Copy out exactly the lines from the start of the data to the line containing "for graceful shutdown.". Include both.

[[ Records to process, beginning ]]

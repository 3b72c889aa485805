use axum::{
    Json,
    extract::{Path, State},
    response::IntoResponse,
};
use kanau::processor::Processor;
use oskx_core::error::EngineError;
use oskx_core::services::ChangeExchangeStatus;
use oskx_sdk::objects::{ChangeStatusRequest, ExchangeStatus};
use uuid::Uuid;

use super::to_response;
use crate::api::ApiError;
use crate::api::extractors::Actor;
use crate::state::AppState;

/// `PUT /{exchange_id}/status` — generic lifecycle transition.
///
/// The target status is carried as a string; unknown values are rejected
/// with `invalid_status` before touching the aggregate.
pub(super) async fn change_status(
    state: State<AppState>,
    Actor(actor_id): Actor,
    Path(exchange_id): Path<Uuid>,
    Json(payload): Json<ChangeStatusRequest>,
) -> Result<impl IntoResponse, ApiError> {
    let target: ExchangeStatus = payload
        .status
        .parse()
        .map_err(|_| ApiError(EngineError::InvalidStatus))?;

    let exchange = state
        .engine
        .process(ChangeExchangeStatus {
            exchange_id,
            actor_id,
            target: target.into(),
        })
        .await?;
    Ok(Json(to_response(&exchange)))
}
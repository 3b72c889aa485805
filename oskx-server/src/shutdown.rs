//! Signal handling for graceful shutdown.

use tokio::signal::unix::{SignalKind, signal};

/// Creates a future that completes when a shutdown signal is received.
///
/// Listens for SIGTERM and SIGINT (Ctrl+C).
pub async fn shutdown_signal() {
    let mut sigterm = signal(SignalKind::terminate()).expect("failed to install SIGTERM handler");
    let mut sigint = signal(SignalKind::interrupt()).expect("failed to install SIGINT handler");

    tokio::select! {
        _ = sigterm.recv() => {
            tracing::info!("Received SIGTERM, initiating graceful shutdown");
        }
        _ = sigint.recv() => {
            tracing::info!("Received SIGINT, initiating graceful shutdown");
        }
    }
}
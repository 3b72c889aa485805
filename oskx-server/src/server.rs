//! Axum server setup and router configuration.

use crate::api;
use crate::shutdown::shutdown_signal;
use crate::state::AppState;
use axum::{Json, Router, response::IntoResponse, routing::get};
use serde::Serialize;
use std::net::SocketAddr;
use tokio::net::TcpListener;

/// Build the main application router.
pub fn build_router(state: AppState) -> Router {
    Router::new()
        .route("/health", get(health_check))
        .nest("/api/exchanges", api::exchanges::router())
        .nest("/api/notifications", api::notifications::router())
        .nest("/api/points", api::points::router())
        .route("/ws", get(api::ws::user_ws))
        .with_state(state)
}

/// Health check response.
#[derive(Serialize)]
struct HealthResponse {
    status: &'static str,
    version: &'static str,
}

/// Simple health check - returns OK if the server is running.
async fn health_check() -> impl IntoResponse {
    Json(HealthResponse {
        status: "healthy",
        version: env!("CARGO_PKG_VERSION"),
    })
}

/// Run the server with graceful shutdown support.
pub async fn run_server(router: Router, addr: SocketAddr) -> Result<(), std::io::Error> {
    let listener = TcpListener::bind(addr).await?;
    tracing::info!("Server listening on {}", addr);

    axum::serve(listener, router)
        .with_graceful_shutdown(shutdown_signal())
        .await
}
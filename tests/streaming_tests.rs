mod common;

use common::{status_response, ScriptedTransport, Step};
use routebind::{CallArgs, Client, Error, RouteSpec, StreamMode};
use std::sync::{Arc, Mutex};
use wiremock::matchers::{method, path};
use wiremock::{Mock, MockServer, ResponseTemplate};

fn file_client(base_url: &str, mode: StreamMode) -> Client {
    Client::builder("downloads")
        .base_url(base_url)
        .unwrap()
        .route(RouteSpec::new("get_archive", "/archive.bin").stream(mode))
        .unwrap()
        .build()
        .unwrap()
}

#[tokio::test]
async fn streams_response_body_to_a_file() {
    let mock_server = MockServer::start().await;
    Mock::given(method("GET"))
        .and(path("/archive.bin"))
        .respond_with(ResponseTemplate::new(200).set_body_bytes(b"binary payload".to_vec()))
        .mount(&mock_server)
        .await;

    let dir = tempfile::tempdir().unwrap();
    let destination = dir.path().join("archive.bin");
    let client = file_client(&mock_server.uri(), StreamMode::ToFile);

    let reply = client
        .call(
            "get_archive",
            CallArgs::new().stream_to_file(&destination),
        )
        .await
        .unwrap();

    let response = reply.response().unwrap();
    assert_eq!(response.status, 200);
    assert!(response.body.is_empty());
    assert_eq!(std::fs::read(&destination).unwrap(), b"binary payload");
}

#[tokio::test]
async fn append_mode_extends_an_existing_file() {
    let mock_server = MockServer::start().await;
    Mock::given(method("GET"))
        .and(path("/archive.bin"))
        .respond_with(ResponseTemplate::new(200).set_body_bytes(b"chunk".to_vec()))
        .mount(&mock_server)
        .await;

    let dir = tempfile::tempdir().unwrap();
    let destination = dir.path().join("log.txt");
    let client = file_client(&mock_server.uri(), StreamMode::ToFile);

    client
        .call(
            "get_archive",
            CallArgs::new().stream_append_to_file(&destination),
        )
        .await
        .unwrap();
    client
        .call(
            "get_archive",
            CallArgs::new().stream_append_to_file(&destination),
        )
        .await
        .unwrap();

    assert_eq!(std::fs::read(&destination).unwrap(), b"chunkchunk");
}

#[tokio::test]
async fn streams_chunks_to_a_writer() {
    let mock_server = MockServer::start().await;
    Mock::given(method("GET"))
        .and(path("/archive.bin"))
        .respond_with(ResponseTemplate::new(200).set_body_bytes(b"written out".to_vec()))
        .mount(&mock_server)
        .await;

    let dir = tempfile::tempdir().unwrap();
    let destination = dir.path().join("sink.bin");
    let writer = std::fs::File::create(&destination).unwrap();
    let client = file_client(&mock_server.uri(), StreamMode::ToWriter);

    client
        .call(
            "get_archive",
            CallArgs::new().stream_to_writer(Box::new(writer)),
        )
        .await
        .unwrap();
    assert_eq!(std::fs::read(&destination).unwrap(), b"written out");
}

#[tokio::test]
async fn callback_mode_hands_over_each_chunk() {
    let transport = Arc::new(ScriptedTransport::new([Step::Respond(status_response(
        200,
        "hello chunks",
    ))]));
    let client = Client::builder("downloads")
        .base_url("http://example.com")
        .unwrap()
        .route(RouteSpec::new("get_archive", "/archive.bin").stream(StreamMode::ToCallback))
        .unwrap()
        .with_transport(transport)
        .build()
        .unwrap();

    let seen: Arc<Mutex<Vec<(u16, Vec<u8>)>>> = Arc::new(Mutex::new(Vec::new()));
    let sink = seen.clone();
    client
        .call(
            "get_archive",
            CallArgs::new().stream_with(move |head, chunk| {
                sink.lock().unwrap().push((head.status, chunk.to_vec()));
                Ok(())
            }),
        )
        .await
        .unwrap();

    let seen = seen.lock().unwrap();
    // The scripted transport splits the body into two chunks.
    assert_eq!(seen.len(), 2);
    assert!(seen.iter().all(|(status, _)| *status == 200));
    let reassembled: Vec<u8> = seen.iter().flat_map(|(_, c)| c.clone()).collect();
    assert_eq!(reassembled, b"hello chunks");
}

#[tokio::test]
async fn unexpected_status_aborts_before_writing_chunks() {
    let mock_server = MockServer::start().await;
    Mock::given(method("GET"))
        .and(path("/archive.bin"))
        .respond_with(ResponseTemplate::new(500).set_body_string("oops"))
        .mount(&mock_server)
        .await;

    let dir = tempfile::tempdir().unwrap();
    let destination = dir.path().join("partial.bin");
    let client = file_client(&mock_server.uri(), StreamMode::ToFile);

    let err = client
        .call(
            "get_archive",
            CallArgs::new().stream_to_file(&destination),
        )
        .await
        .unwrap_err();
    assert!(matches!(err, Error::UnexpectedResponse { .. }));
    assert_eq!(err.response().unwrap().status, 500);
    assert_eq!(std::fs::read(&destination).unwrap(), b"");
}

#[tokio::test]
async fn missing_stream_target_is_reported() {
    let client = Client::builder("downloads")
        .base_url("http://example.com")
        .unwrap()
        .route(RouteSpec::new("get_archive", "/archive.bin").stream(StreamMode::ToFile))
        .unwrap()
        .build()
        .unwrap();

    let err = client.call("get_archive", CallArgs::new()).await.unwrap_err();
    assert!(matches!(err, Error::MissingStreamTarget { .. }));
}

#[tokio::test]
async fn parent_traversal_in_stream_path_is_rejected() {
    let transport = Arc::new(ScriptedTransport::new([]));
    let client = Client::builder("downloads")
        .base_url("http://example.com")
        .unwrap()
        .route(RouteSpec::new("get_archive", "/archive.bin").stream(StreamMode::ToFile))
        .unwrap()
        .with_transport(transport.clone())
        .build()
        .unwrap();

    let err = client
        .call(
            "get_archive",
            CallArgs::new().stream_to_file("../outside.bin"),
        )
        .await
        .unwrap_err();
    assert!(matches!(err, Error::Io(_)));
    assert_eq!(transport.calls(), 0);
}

[[ Records to process, end ]]

**Expected output**
repository 3b72c889aa485805
use axum::{
    Json,
    extract::{Path, State},
    response::IntoResponse,
};
use kanau::processor::Processor;
use oskx_core::error::EngineError;
use oskx_core::services::ChangeExchangeStatus;
use oskx_sdk::objects::{ChangeStatusRequest, ExchangeStatus};
use uuid::Uuid;

use super::to_response;
use crate::api::ApiError;
use crate::api::extractors::Actor;
use crate::state::AppState;

/// `PUT /{exchange_id}/status` — generic lifecycle transition.
///
/// The target status is carried as a string; unknown values are rejected
/// with `invalid_status` before touching the aggregate.
pub(super) async fn change_status(
    state: State<AppState>,
    Actor(actor_id): Actor,
    Path(exchange_id): Path<Uuid>,
    Json(payload): Json<ChangeStatusRequest>,
) -> Result<impl IntoResponse, ApiError> {
    let target: ExchangeStatus = payload
        .status
        .parse()
        .map_err(|_| ApiError(EngineError::InvalidStatus))?;

    let exchange = state
        .engine
        .process(ChangeExchangeStatus {
            exchange_id,
            actor_id,
            target: target.into(),
        })
        .await?;
    Ok(Json(to_response(&exchange)))
}
repository 3b72c889aa485805
filename oskx-server/src/shutdown.rs
//! Signal handling for graceful shutdown.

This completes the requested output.